Using this facility has been able to give us an unprecedented level of detail with the reaction we’re trying to follow; you can’t do this type of experiment in a laboratory as you can’t get the right level of detail. In the lab you’re changing the samples; you’re bringing the materials in and out of the cupboard, at Diamond we can follow very carefully in situ what happens. This has allowed us to create a thermodynamic model which can predict, with some level of certainty, how those cement phases will change up to two thousand years in the future. That’s really important as two thousand years is when you would expect groundwater to begin interacting with the cement.Would you say the type of research you’re doing at the moment is new compared to say 20/30 years ago?

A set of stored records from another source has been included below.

//! JSON protocol spoken between browser clients and the hub.
//!
//! Every frame is one JSON object tagged by `type`:
//! ```text
//! client → hub   {"type":"edit","content":"…"}      full document text
//!                {"type":"cursor","position":12}
//!                {"type":"join","user_id":"alice"}
//!                {"type":"ping"}
//! hub → client   {"type":"init","content":"…"}      on connect
//!                {"type":"edit","content":"…"}      post-merge text
//!                {"type":"cursor","position":12}
//!                {"type":"join","user_id":"alice"}
//!                {"type":"pong"}
//! ```
//!
//! Edits are content based: the client always ships its whole text and the
//! hub derives CRDT operations from it (see [`crate::diff`]).

use std::fmt;

use serde::{Deserialize, Serialize};

/// Identifier of a collaborative document.
///
/// Clients pick it through the connection path; it doubles as the
/// replication bus channel name.
#[derive(Debug, Clone, PartialEq, Eq, Hash, PartialOrd, Ord, Serialize, Deserialize)]
#[serde(transparent)]
pub struct DocumentId(String);

impl DocumentId {
    pub fn new(id: impl Into<String>) -> Self {
        Self(id.into())
    }

    pub fn as_str(&self) -> &str {
        &self.0
    }
}

impl fmt::Display for DocumentId {
    fn fmt(&self, f: &mut fmt::Formatter<'_>) -> fmt::Result {
        f.write_str(&self.0)
    }
}

impl From<&str> for DocumentId {
    fn from(id: &str) -> Self {
        Self(id.to_string())
    }
}

impl From<String> for DocumentId {
    fn from(id: String) -> Self {
        Self(id)
    }
}

fn anonymous() -> String {
    "anonymous".to_string()
}

/// Messages a client may send.
#[derive(Debug, Clone, PartialEq, Serialize, Deserialize)]
#[serde(tag = "type", rename_all = "lowercase")]
pub enum ClientMessage {
    /// Full text as the client currently sees it
    Edit {
        #[serde(default)]
        content: String,
    },
    /// Ephemeral caret position, never persisted
    Cursor {
        #[serde(default)]
        position: u64,
    },
    /// Presence announcement
    Join {
        #[serde(default = "anonymous")]
        user_id: String,
    },
    /// Keepalive
    Ping,
}

impl ClientMessage {
    /// Parse one inbound text frame.
    pub fn decode(frame: &str) -> Result<Self, ProtocolError> {
        serde_json::from_str(frame).map_err(|e| ProtocolError::Malformed(e.to_string()))
    }
}

/// Messages the hub sends to clients.
#[derive(Debug, Clone, PartialEq, Serialize, Deserialize)]
#[serde(tag = "type", rename_all = "lowercase")]
pub enum ServerMessage {
    /// Current visible text, sent once per connection
    Init { content: String },
    /// Visible text after an edit or rollback was merged
    Edit { content: String },
    Cursor { position: u64 },
    Join { user_id: String },
    Pong,
}

impl ServerMessage {
    /// Encode to a JSON text frame.
    pub fn encode(&self) -> Result<String, ProtocolError> {
        serde_json::to_string(self).map_err(|e| ProtocolError::SerializationError(e.to_string()))
    }
}

/// Protocol errors.
#[derive(Debug, Clone)]
pub enum ProtocolError {
    /// Inbound frame was not a valid client message
    Malformed(String),
    SerializationError(String),
}

impl fmt::Display for ProtocolError {
    fn fmt(&self, f: &mut fmt::Formatter<'_>) -> fmt::Result {
        match self {
            Self::Malformed(e) => write!(f, "Malformed client message: {e}"),
            Self::SerializationError(e) => write!(f, "Serialization error: {e}"),
        }
    }
}

impl std::error::Error for ProtocolError {}

#[cfg(test)]
mod tests {
    use super::*;

    #[test]
    fn test_decode_edit() {
        let msg = ClientMessage::decode(r#"{"type":"edit","content":"hello"}"#).unwrap();
        assert_eq!(msg, ClientMessage::Edit { content: "hello".into() });
    }

    #[test]
    fn test_decode_defaults() {
        assert_eq!(
            ClientMessage::decode(r#"{"type":"edit"}"#).unwrap(),
            ClientMessage::Edit { content: String::new() }
        );
        assert_eq!(
            ClientMessage::decode(r#"{"type":"cursor"}"#).unwrap(),
            ClientMessage::Cursor { position: 0 }
        );
        assert_eq!(
            ClientMessage::decode(r#"{"type":"join"}"#).unwrap(),
            ClientMessage::Join { user_id: "anonymous".into() }
        );
    }

    #[test]
    fn test_decode_ping_ignores_extra_fields() {
        let msg = ClientMessage::decode(r#"{"type":"ping","ts":12345}"#).unwrap();
        assert_eq!(msg, ClientMessage::Ping);
    }

    #[test]
    fn test_decode_malformed() {
        assert!(ClientMessage::decode("not json").is_err());
        assert!(ClientMessage::decode(r#"{"content":"no type"}"#).is_err());
        assert!(ClientMessage::decode(r#"{"type":"explode"}"#).is_err());
        assert!(ClientMessage::decode(r#"{"type":"cursor","position":-3}"#).is_err());
    }

    #[test]
    fn test_encode_server_messages() {
        let init = ServerMessage::Init { content: "abc".into() }.encode().unwrap();
        assert_eq!(init, r#"{"type":"init","content":"abc"}"#);

        let pong = ServerMessage::Pong.encode().unwrap();
        assert_eq!(pong, r#"{"type":"pong"}"#);

        let join = ServerMessage::Join { user_id: "bob".into() }.encode().unwrap();
        assert_eq!(join, r#"{"type":"join","user_id":"bob"}"#);
    }

    #[test]
    fn test_document_id_display() {
        let id = DocumentId::from("design-notes");
        assert_eq!(id.to_string(), "design-notes");
        assert_eq!(id.as_str(), "design-notes");
        assert_eq!(DocumentId::new(String::from("x")), DocumentId::from("x"));
    }

    #[test]
    fn test_protocol_error_display() {
        let err = ProtocolError::Malformed("eof".into());
        assert!(err.to_string().contains("Malformed"));
    }
}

Trevor Rayment: Things in the nuclear industry are very slow, and they’re slow because of the difficulty in carrying out experiments and because if you get it wrong, you don’t even want to think about it. So everyone is very very safety conscious and even more so now because they are even more transparent about their processes, so if anything does go wrong in the UK they confess up about it very quickly. It just means things happen slowly but that doesn’t mean nothing is happen it just means it takes a long time for applications to bear fruit and Claire has talked about the work they’re doing on cement. There’s other work being carried out at Diamond about dealing with this waste that is stored in Sellafield. There is a really hideous problem as I understand it with chippings (swarf).The work done at Diamond over the last few years has given them a hope of finding a quicker and cheaper process of storing the waste material in one of their rather hideous storage compartments, it’s slow but the use of the synchrotron is throwing light on how to do things.
What other experiments are going on at the moment to do with nuclear waste at Diamond?
TR: There are a good number of UK universities who use our facilities including Manchester, Sheffield, Imperial College, Bristol and Oxford. There are people doing very basic research in Birmingham.
If I wanted to highlight the themes and trends, at Manchester, they’re interested in the way that if these active materials do get into the environment, how they will travel through rocks and minerals.
There is a group in Bristol working on a radically simplified approach to packaging and disposal of intermediate level waste. The proposal is to replace a 22 step process with a three-step process which stores the waste ‘raw’ with concrete grout inside a shielded container. It also involves researchers from Leeds and London South Bank University and Sellafield.
Then again there’s a whole group of people who look at materials that are needed for the next generation of nuclear reactors, as the next generation of nuclear reactors will require new materials, new steel that is more resistant. These include researchers from Oxford and Manchester who use Diamond.
CC: We are also doing some of this at Sheffield too and are making MAX phases, which are highly radiation and heat resistant, so good for reactors. Some of the cement systems being worked on, in particular magnesium phosphate cements, are extremely promising for use in new reactor buildings as they also can stand high levels of radiation.
Trevor Rayment is Physical Science Director at Diamond Light Source.
Dr claire Corkhill is a Vice-Chancellor's research fellow from the University of Sheffield.